Il semble d'abord bien prendre la mesure de cette foule, en feignant d'être en accord avec elle lorsqu'elle honore Brutus. Pour pouvoir simplement se faire entendre, il concède à Brutus un certain éloge, avec un champ lexical de l'honneur omniprésent et même martelé, ce qui produit une certaine redondance rhétorique : « le noble Brutus » est tout de suite supplanté par une formule plus forte, « Brutus est un homme honorable », destinée à ancrer cette dimension épidictique dans l'esprit des destinataires. Mais il joue progressivement avec cet éloge, en l'opposant, par un décalage paradoxal, à la conspiration que cet « homme honorable a accomplie ». Voilà comment, lorsqu'il « lui a représenté une couronne royale, qu'il a refusée trois fois », il contredit le discours de son adversaire, puisque « Brutus dit qu'il était ambitieux ». Il cherche donc à mettre en évidence l'illogisme du geste conspirateur de Brutus, en recourant à un procédé de conviction par l'apparente véracité de ses propos.

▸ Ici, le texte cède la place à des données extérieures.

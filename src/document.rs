//! This module turns a stream of text into an image.

use std::io::{BufRead, Write};

use freetype::Library;

use crate::canvas::{resolve_colors, Canvas};
use crate::config::{Config, LayoutConfig};
use crate::fonts::{Font, GlyphRasterizer};
use crate::layout::{Engine, LayoutEvent, Metrics, Rasterizer};
use crate::{Error, Result};

/// A summary of what was laid out.
#[derive(Copy, Clone, Debug, Default, PartialEq, Eq)]
pub struct Rendered {
    /// The number of lines read from the input.
    pub lines: usize,

    /// The number of glyphs drawn.
    pub glyphs: usize,

    /// The number of times a line was wrapped.
    pub wraps: usize,
}

/// Reads the next line of the input, without its line ending.
///
/// Bytes that are not valid UTF-8 are replaced with U+FFFD.
fn read_line<I: BufRead>(input: &mut I, buffer: &mut Vec<u8>) -> Result<Option<String>> {
    buffer.clear();

    if input
        .read_until(b'\n', buffer)
        .map_err(Error::InputError)?
        == 0
    {
        return Ok(None);
    }

    if buffer.last() == Some(&b'\n') {
        buffer.pop();
    }

    if buffer.last() == Some(&b'\r') {
        buffer.pop();
    }

    Ok(Some(String::from_utf8_lossy(buffer).into_owned()))
}

/// Lays out every line of the input, drawing glyphs with the rasterizer.
///
/// Stops at the first error.
pub fn typeset<I, M, R>(
    layout: LayoutConfig,
    mut input: I,
    metrics: &M,
    rasterizer: &mut R,
) -> Result<Rendered>
where
    I: BufRead,
    M: Metrics,
    R: Rasterizer,
{
    let mut engine = Engine::new(layout);
    let mut rendered = Rendered::default();
    let mut buffer = Vec::new();

    while let Some(text) = read_line(&mut input, &mut buffer)? {
        let mut line = engine.layout_line(&text, metrics);
        let mut breaks = 0;

        while let Some(event) = line.next() {
            match event? {
                LayoutEvent::Place(c, pen) => {
                    let pen = rasterizer.draw(c, pen)?;
                    line.advance_to(pen);
                    rendered.glyphs += 1;
                }

                LayoutEvent::NewLine => breaks += 1,
            }
        }

        rendered.lines += 1;
        rendered.wraps += breaks - 1;
        debug!(
            "line {} laid out in {} rows, pen at {:?}",
            rendered.lines,
            breaks,
            engine.pen()
        );
    }

    if engine.pen().y.floor() > layout.height {
        warn!(
            "text ends at y = {}, below the {}px high image",
            engine.pen().y.floor(),
            layout.height
        );
    }

    Ok(rendered)
}

/// Renders the input as a PNG image written to the output.
///
/// Nothing is written unless the whole input was rendered and encoded.
pub fn render<I: BufRead, W: Write>(config: &Config, input: I, mut output: W) -> Result<Rendered> {
    let layout = config.layout()?;
    debug!("{:?}", layout);

    let library = Library::init()?;
    let font = Font::from_file(config.font_path()?, &library)?;
    font.set_size(layout.size, layout.dpi)?;

    info!(
        "using {} at {:.2}pt, {}dpi",
        font.name().unwrap_or_else(|| String::from("unnamed font")),
        layout.size.0,
        layout.dpi
    );

    let mut canvas = Canvas::new(
        layout.width as u32,
        layout.height as u32,
        resolve_colors(config.white_on_black),
    );

    let rendered = {
        let mut rasterizer = GlyphRasterizer::new(&font, &mut canvas, config.hinting);
        typeset(layout, input, &font, &mut rasterizer)?
    };

    let bytes = canvas.encode_png()?;
    output.write_all(&bytes)?;
    output.flush()?;

    info!(
        "rendered {} lines, {} glyphs, {} wraps into {}x{} image",
        rendered.lines,
        rendered.glyphs,
        rendered.wraps,
        canvas.width(),
        canvas.height()
    );

    Ok(rendered)
}

#[cfg(test)]
mod tests {
    use std::io::{self, BufReader, Cursor, Read};
    use std::path::PathBuf;

    use crate::config::{Config, LayoutConfig};
    use crate::document::{render, typeset, Rendered};
    use crate::layout::{Metrics, Position, Rasterizer};
    use crate::units::{Fixed, Pt};
    use crate::{Error, ErrorKind, Result};

    struct Monospace;

    impl Metrics for Monospace {
        fn has_glyph(&self, c: char) -> bool {
            c != '\t' && c != '\u{7}'
        }

        fn advance(&self, _: char) -> Result<Fixed> {
            Ok(Fixed::from_pixels(10))
        }
    }

    #[derive(Default)]
    struct Recorder {
        drawn: Vec<(char, Position)>,
    }

    impl Recorder {
        fn text(&self) -> String {
            self.drawn.iter().map(|(c, _)| *c).collect()
        }
    }

    impl Rasterizer for Recorder {
        fn draw(&mut self, c: char, pen: Position) -> Result<Position> {
            self.drawn.push((c, pen));
            Ok(Position::new(pen.x + Fixed::from_pixels(10), pen.y))
        }
    }

    struct FailAfter(usize);

    impl Rasterizer for FailAfter {
        fn draw(&mut self, c: char, pen: Position) -> Result<Position> {
            if self.0 == 0 {
                return Err(Error::DrawError(c, freetype::Error::CannotRenderGlyph));
            }
            self.0 -= 1;
            Ok(Position::new(pen.x + Fixed::from_pixels(10), pen.y))
        }
    }

    struct BrokenPipe;

    impl Read for BrokenPipe {
        fn read(&mut self, _: &mut [u8]) -> io::Result<usize> {
            Err(io::Error::new(io::ErrorKind::BrokenPipe, "gone"))
        }
    }

    fn layout() -> LayoutConfig {
        LayoutConfig {
            dpi: 72.0,
            size: Pt(12.0),
            width: 50,
            height: 100,
            padding: 0,
            spacing: 1.0,
        }
    }

    #[test]
    fn lines_and_wraps() {
        let mut recorder = Recorder::default();
        let rendered = typeset(
            layout(),
            Cursor::new("ABCDEFG\n\nxy\n"),
            &Monospace,
            &mut recorder,
        )
        .unwrap();

        assert_eq!(
            rendered,
            Rendered {
                lines: 3,
                glyphs: 9,
                wraps: 1,
            }
        );
        assert_eq!(recorder.text(), "ABCDEFGxy");

        // ABCDE, FG, the empty line, then xy.
        let (x, pen) = recorder.drawn[7];
        assert_eq!(x, 'x');
        assert_eq!(pen, Position::new(Fixed(0), Fixed(4 * 12 * 64)));
    }

    #[test]
    fn last_line_without_newline() {
        let mut recorder = Recorder::default();
        let rendered = typeset(layout(), Cursor::new("ab\ncd"), &Monospace, &mut recorder).unwrap();
        assert_eq!(rendered.lines, 2);
        assert_eq!(recorder.text(), "abcd");
    }

    #[test]
    fn line_endings_stripped() {
        let mut recorder = Recorder::default();
        let rendered = typeset(
            layout(),
            Cursor::new("ab\r\ncd\r"),
            &Monospace,
            &mut recorder,
        )
        .unwrap();
        assert_eq!(rendered.lines, 2);
        assert_eq!(recorder.text(), "abcd");
    }

    #[test]
    fn empty_input() {
        let mut recorder = Recorder::default();
        let rendered = typeset(layout(), Cursor::new(""), &Monospace, &mut recorder).unwrap();
        assert_eq!(rendered, Rendered::default());
    }

    #[test]
    fn tabs_and_missing_glyphs() {
        let mut recorder = Recorder::default();
        typeset(
            layout(),
            Cursor::new("a\tb\u{7}c"),
            &Monospace,
            &mut recorder,
        )
        .unwrap();
        assert_eq!(recorder.text(), "a bc");
    }

    #[test]
    fn invalid_utf8_replaced() {
        let mut recorder = Recorder::default();
        typeset(
            layout(),
            Cursor::new(&b"a\xffb\n"[..]),
            &Monospace,
            &mut recorder,
        )
        .unwrap();
        assert_eq!(recorder.text(), "a\u{fffd}b");
    }

    #[test]
    fn draw_error_stops() {
        let e = typeset(layout(), Cursor::new("abc\ndef\n"), &Monospace, &mut FailAfter(4))
            .unwrap_err();
        assert_eq!(e.kind(), ErrorKind::Draw);
    }

    #[test]
    fn input_error_stops() {
        let mut recorder = Recorder::default();
        let e = typeset(
            layout(),
            BufReader::new(BrokenPipe),
            &Monospace,
            &mut recorder,
        )
        .unwrap_err();
        assert_eq!(e.kind(), ErrorKind::InputRead);
        assert!(recorder.drawn.is_empty());
    }

    #[test]
    fn no_output_without_font() {
        let config = Config {
            font: Some(PathBuf::from("/nonexistent/font.ttf")),
            ..Config::default()
        };
        let mut output = Vec::new();
        let e = render(&config, Cursor::new("hello\n"), &mut output).unwrap_err();

        assert_eq!(e.kind(), ErrorKind::Configuration);
        assert!(output.is_empty());
    }

    #[test]
    fn no_output_with_invalid_config() {
        let config = Config {
            padding: -3,
            ..Config::default()
        };
        let mut output = Vec::new();
        let e = render(&config, Cursor::new("hello\n"), &mut output).unwrap_err();

        assert_eq!(e.kind(), ErrorKind::Configuration);
        assert!(output.is_empty());
    }

    #[test]
    fn render_with_system_font() {
        let font = match crate::fonts::tests::system_font() {
            Some(font) => font,
            None => return,
        };

        let config = Config {
            font: Some(font),
            white_on_black: true,
            ..Config::default()
        };
        let mut output = Vec::new();
        let rendered = render(&config, Cursor::new("Hello\tworld\n\nagain\n"), &mut output).unwrap();

        assert!(rendered.glyphs > 0);
        assert_eq!(&output[..8], b"\x89PNG\r\n\x1a\n");

        let image = image::load_from_memory_with_format(&output, image::ImageFormat::Png)
            .unwrap()
            .to_rgba8();
        assert_eq!(image.dimensions(), (940, 400));
        assert!(image.pixels().any(|p| p.0 != [0, 0, 0, 255]));
    }
}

Néanmoins, il semble aussi incarner les valeurs romaines de la raison et de la tempérance. En opposant « la révolte et la fureur » qu'il pourrait exciter dans le cœur du peuple romain à l'honneur des conspirateurs, il suscite dans l'esprit de ces Romains des idées de révolution grâce à cette simple hypothèse, mais tout en se donnant l'allure d'un homme raisonnable, porté à la discussion et au respect de l'image qu'il donne de lui-même. Il en va de même avec la prétérition du testament de César, qu'il mentionne pour dire aussitôt qu'il ne le lira pas, mais tout en en évoquant les grandes lignes (testament qui, d'ailleurs, selon Plutarque, est totalement illusoire et faussé par Antoine) : sa réponse polémique face aux demandes instantes du peuple qui ne désire qu'une chose, connaître les dernières volontés de César, relève en réalité d'une mise en attente orchestrée par Marc-Antoine, et jouant délibérément sur la cupidité de ses destinataires.

Cependant, sa véritable puissance oratoire repose principalement sur sa capacité à manifester (en les surjouant) ses propres états-d'âme, grâce à un Pathos qui éveille chez l'auditeur des sentiments utiles à sa cause. Ceci explique l'abondance du champ lexical du deuil, qui passe avant tout par l'évocation des funérailles de l'ancien dictateur, mais surtout par les multiples questions oratoires à registre polémique : « Quel motif vous empêche donc de le pleurer ? » met ainsi en exergue l'anormalité de leur réaction face à la nouvelle de la perte d'un être censé être cher à leurs yeux. Voilà comment, avant de lire le testament, le corps de César est théâtralisé de façon pathétique, puisque le « cercle [formé] autour du cadavre de César » est destiné a susciter enfin de l'émotion chez les destinataires. De cette manière, ce recueillement permet à Marc-Antoine de se rendre plus proche de ses auditeurs par une anecdote. C'est ainsi qu'il peut glisser vers un éloge du général, en rappelant, par le biais du manteau, un de ses propres souvenirs après sa victoire contre les « Nerviens » (allusion à la guerre des Gaules), et dresser par conséquent le blâme des conspirateurs. Utilisant à présent ce manteau comme une pièce à conviction, il fait revivre la scène du meurtre, montrant les déchirures causées par « le poignard de Cassius » ou encore « la lame maudite de Brutus », dont il martèle dans l'esprit de ses auditeurs le lien très proche qui l'unissait à César, « Car Brutus (…) était l'ange de César » et « avec quelle tendresse il l'aimait ! ». Ce faisant, il rassemble à la fois son auditoire et lui-même dans le récit dramatique de la chute symbolique de César, où « vous et moi, nous tous, nous tombâmes », afin de susciter horreur et pitié, les deux ressorts de la tragédie classique : les « pieuses larmes » sont destinées à légitimer et à regretter le défunt dictateur, pour rendre encore plus efficace le blâme des « traîtres ! ».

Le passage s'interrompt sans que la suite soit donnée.